### REQUIREMENT
Each record must be repeated exactly. None may be dropped.

(Collected data)
▼

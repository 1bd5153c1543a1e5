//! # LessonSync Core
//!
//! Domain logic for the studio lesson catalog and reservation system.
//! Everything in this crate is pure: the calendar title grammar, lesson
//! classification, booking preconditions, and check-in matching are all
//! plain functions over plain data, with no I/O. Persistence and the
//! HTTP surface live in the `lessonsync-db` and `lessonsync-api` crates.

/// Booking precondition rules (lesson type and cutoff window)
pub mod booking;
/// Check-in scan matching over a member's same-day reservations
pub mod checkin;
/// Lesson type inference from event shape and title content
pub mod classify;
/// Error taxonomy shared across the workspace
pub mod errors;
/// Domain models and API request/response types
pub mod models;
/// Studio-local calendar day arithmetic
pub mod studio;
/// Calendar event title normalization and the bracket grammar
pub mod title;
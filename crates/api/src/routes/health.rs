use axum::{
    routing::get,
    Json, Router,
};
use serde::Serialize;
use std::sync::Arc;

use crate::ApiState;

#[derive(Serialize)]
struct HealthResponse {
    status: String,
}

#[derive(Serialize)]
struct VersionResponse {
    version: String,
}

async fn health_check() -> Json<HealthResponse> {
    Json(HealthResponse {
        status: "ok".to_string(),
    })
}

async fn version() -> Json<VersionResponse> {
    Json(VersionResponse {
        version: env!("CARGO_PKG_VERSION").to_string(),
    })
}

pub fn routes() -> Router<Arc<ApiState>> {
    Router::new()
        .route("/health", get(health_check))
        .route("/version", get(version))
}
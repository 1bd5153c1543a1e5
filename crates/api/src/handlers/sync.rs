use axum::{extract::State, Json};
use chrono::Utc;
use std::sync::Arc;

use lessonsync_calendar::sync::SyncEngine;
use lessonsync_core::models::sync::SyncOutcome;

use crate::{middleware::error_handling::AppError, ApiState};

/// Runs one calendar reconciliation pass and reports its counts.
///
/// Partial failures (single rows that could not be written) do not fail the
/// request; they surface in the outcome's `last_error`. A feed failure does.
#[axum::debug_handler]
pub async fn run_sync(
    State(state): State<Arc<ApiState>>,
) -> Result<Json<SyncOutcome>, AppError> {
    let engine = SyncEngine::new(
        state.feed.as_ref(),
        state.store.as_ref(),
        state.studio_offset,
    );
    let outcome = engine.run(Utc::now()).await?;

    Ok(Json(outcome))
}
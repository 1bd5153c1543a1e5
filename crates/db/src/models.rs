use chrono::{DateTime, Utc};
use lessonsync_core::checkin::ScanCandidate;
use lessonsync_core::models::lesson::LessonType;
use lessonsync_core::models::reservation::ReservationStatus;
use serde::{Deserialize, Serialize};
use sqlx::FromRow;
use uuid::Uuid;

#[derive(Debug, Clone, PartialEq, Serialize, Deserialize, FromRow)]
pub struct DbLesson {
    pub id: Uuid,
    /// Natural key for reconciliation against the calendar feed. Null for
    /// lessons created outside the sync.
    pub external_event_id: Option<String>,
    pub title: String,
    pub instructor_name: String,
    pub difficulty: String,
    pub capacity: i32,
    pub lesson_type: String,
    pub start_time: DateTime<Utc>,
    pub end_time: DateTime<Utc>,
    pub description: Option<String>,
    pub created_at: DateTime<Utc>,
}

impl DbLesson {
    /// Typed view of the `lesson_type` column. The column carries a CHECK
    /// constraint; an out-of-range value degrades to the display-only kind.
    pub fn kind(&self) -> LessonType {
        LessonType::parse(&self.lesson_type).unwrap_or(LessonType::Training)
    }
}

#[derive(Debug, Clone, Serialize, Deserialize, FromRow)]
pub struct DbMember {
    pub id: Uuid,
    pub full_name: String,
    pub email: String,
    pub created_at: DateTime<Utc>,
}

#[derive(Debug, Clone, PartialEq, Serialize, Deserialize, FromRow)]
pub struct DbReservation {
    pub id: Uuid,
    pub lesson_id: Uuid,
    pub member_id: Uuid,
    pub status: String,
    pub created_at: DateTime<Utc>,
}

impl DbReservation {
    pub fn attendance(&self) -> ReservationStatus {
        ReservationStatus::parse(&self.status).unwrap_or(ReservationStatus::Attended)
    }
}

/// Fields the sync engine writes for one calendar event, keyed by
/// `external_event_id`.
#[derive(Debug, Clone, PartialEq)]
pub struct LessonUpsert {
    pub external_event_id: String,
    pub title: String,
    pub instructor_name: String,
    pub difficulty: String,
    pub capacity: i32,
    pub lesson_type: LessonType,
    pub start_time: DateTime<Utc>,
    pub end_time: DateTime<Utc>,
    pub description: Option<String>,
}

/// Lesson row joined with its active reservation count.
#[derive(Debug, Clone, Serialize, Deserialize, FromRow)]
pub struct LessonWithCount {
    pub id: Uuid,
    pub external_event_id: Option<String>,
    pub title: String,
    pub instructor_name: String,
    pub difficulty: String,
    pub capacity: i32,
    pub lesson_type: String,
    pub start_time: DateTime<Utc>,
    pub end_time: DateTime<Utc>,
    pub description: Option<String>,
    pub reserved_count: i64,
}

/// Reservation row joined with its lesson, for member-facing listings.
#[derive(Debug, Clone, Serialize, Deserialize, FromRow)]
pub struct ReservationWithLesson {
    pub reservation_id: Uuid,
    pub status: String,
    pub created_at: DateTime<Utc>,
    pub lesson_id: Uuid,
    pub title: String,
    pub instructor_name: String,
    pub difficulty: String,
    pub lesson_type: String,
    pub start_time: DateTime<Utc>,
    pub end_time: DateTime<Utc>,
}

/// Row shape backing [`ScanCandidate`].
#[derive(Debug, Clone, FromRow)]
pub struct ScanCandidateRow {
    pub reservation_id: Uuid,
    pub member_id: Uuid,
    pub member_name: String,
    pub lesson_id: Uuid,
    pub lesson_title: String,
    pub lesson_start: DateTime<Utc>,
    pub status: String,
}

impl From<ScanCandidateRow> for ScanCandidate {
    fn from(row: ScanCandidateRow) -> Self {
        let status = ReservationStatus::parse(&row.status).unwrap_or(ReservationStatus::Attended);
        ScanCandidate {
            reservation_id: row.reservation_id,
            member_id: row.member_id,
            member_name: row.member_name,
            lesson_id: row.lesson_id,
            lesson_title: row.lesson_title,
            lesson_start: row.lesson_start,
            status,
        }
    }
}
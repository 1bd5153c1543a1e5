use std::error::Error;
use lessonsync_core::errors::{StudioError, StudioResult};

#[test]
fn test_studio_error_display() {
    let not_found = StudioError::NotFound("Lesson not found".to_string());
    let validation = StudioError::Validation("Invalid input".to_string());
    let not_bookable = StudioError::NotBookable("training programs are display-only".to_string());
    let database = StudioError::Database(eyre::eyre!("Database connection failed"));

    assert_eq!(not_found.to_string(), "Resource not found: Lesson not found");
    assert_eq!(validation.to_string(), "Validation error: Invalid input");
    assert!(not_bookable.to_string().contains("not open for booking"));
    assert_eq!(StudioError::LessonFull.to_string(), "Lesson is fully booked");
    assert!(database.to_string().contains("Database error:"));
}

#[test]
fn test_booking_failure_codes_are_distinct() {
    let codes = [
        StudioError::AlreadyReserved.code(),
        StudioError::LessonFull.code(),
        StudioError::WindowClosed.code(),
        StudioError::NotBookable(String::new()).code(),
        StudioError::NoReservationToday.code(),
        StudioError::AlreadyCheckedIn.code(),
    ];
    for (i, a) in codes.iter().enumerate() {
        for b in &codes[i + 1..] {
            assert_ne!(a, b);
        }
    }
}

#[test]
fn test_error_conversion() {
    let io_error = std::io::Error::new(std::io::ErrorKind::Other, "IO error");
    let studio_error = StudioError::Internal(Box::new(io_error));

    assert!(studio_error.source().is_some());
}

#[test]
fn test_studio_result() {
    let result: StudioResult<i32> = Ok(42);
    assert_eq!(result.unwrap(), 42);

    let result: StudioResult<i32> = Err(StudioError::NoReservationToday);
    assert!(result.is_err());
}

▲

### WORKED SOLUTION
repository 1bd5153c1543a1e5
//! # LessonSync Core
//!
//! Domain logic for the studio lesson catalog and reservation system.
//! Everything in this crate is pure: the calendar title grammar, lesson
//! classification, booking preconditions, and check-in matching are all
//! plain functions over plain data, with no I/O. Persistence and the
//! HTTP surface live in the `lessonsync-db` and `lessonsync-api` crates.

/// Booking precondition rules (lesson type and cutoff window)
pub mod booking;
/// Check-in scan matching over a member's same-day reservations
pub mod checkin;
/// Lesson type inference from event shape and title content
pub mod classify;
/// Error taxonomy shared across the workspace
pub mod errors;
/// Domain models and API request/response types
pub mod models;
/// Studio-local calendar day arithmetic
pub mod studio;
/// Calendar event title normalization and the bracket grammar
pub mod title;
filename crates/api/src/routes/health.rs
use axum::{
    routing::get,
    Json, Router,
};
use serde::Serialize;
use std::sync::Arc;

use crate::ApiState;

#[derive(Serialize)]
struct HealthResponse {
    status: String,
}

#[derive(Serialize)]
struct VersionResponse {
    version: String,
}

async fn health_check() -> Json<HealthResponse> {
    Json(HealthResponse {
        status: "ok".to_string(),
    })
}

async fn version() -> Json<VersionResponse> {
    Json(VersionResponse {
        version: env!("CARGO_PKG_VERSION").to_string(),
    })
}

pub fn routes() -> Router<Arc<ApiState>> {
    Router::new()
        .route("/health", get(health_check))
        .route("/version", get(version))
}
repository 1bd5153c1543a1e5
filename crates/api/src/handlers/sync.rs
use axum::{extract::State, Json};
use chrono::Utc;
use std::sync::Arc;

use lessonsync_calendar::sync::SyncEngine;
use lessonsync_core::models::sync::SyncOutcome;

use crate::{middleware::error_handling::AppError, ApiState};

/// Runs one calendar reconciliation pass and reports its counts.
///
/// Partial failures (single rows that could not be written) do not fail the
/// request; they surface in the outcome's `last_error`. A feed failure does.
#[axum::debug_handler]
pub async fn run_sync(
    State(state): State<Arc<ApiState>>,
) -> Result<Json<SyncOutcome>, AppError> {
    let engine = SyncEngine::new(
        state.feed.as_ref(),
        state.store.as_ref(),
        state.studio_offset,
    );
    let outcome = engine.run(Utc::now()).await?;

    Ok(Json(outcome))
}
repository 1bd5153c1543a1e5
filename crates/db/src/models.rs
use chrono::{DateTime, Utc};
use lessonsync_core::checkin::ScanCandidate;
use lessonsync_core::models::lesson::LessonType;
use lessonsync_core::models::reservation::ReservationStatus;
use serde::{Deserialize, Serialize};
use sqlx::FromRow;
use uuid::Uuid;

#[derive(Debug, Clone, PartialEq, Serialize, Deserialize, FromRow)]
pub struct DbLesson {
    pub id: Uuid,
    /// Natural key for reconciliation against the calendar feed. Null for
    /// lessons created outside the sync.
    pub external_event_id: Option<String>,
    pub title: String,
    pub instructor_name: String,
    pub difficulty: String,
    pub capacity: i32,
    pub lesson_type: String,
    pub start_time: DateTime<Utc>,
    pub end_time: DateTime<Utc>,
    pub description: Option<String>,
    pub created_at: DateTime<Utc>,
}

impl DbLesson {
    /// Typed view of the `lesson_type` column. The column carries a CHECK
    /// constraint; an out-of-range value degrades to the display-only kind.
    pub fn kind(&self) -> LessonType {
        LessonType::parse(&self.lesson_type).unwrap_or(LessonType::Training)
    }
}

#[derive(Debug, Clone, Serialize, Deserialize, FromRow)]
pub struct DbMember {
    pub id: Uuid,
    pub full_name: String,
    pub email: String,
    pub created_at: DateTime<Utc>,
}

#[derive(Debug, Clone, PartialEq, Serialize, Deserialize, FromRow)]
pub struct DbReservation {
    pub id: Uuid,
    pub lesson_id: Uuid,
    pub member_id: Uuid,
    pub status: String,
    pub created_at: DateTime<Utc>,
}

impl DbReservation {
    pub fn attendance(&self) -> ReservationStatus {
        ReservationStatus::parse(&self.status).unwrap_or(ReservationStatus::Attended)
    }
}

/// Fields the sync engine writes for one calendar event, keyed by
/// `external_event_id`.
#[derive(Debug, Clone, PartialEq)]
pub struct LessonUpsert {
    pub external_event_id: String,
    pub title: String,
    pub instructor_name: String,
    pub difficulty: String,
    pub capacity: i32,
    pub lesson_type: LessonType,
    pub start_time: DateTime<Utc>,
    pub end_time: DateTime<Utc>,
    pub description: Option<String>,
}

/// Lesson row joined with its active reservation count.
#[derive(Debug, Clone, Serialize, Deserialize, FromRow)]
pub struct LessonWithCount {
    pub id: Uuid,
    pub external_event_id: Option<String>,
    pub title: String,
    pub instructor_name: String,
    pub difficulty: String,
    pub capacity: i32,
    pub lesson_type: String,
    pub start_time: DateTime<Utc>,
    pub end_time: DateTime<Utc>,
    pub description: Option<String>,
    pub reserved_count: i64,
}

/// Reservation row joined with its lesson, for member-facing listings.
#[derive(Debug, Clone, Serialize, Deserialize, FromRow)]
pub struct ReservationWithLesson {
    pub reservation_id: Uuid,
    pub status: String,
    pub created_at: DateTime<Utc>,
    pub lesson_id: Uuid,
    pub title: String,
    pub instructor_name: String,
    pub difficulty: String,
    pub lesson_type: String,
    pub start_time: DateTime<Utc>,
    pub end_time: DateTime<Utc>,
}

/// Row shape backing [`ScanCandidate`].
#[derive(Debug, Clone, FromRow)]
pub struct ScanCandidateRow {
    pub reservation_id: Uuid,
    pub member_id: Uuid,
    pub member_name: String,
    pub lesson_id: Uuid,
    pub lesson_title: String,
    pub lesson_start: DateTime<Utc>,
    pub status: String,
}

impl From<ScanCandidateRow> for ScanCandidate {
    fn from(row: ScanCandidateRow) -> Self {
        let status = ReservationStatus::parse(&row.status).unwrap_or(ReservationStatus::Attended);
        ScanCandidate {
            reservation_id: row.reservation_id,
            member_id: row.member_id,
            member_name: row.member_name,
            lesson_id: row.lesson_id,
            lesson_title: row.lesson_title,
            lesson_start: row.lesson_start,
            status,
        }
    }
}
repository 1bd5153c1543a1e5
use std::error::Error;
use lessonsync_core::errors::{StudioError, StudioResult};

#[test]
fn test_studio_error_display() {
    let not_found = StudioError::NotFound("Lesson not found".to_string());
    let validation = StudioError::Validation("Invalid input".to_string());
    let not_bookable = StudioError::NotBookable("training programs are display-only".to_string());
    let database = StudioError::Database(eyre::eyre!("Database connection failed"));

    assert_eq!(not_found.to_string(), "Resource not found: Lesson not found");
    assert_eq!(validation.to_string(), "Validation error: Invalid input");
    assert!(not_bookable.to_string().contains("not open for booking"));
    assert_eq!(StudioError::LessonFull.to_string(), "Lesson is fully booked");
    assert!(database.to_string().contains("Database error:"));
}

#[test]
fn test_booking_failure_codes_are_distinct() {
    let codes = [
        StudioError::AlreadyReserved.code(),
        StudioError::LessonFull.code(),
        StudioError::WindowClosed.code(),
        StudioError::NotBookable(String::new()).code(),
        StudioError::NoReservationToday.code(),
        StudioError::AlreadyCheckedIn.code(),
    ];
    for (i, a) in codes.iter().enumerate() {
        for b in &codes[i + 1..] {
            assert_ne!(a, b);
        }
    }
}

#[test]
fn test_error_conversion() {
    let io_error = std::io::Error::new(std::io::ErrorKind::Other, "IO error");
    let studio_error = StudioError::Internal(Box::new(io_error));

    assert!(studio_error.source().is_some());
}

#[test]
fn test_studio_result() {
    let result: StudioResult<i32> = Ok(42);
    assert_eq!(result.unwrap(), 42);

    let result: StudioResult<i32> = Err(StudioError::NoReservationToday);
    assert!(result.is_err());
}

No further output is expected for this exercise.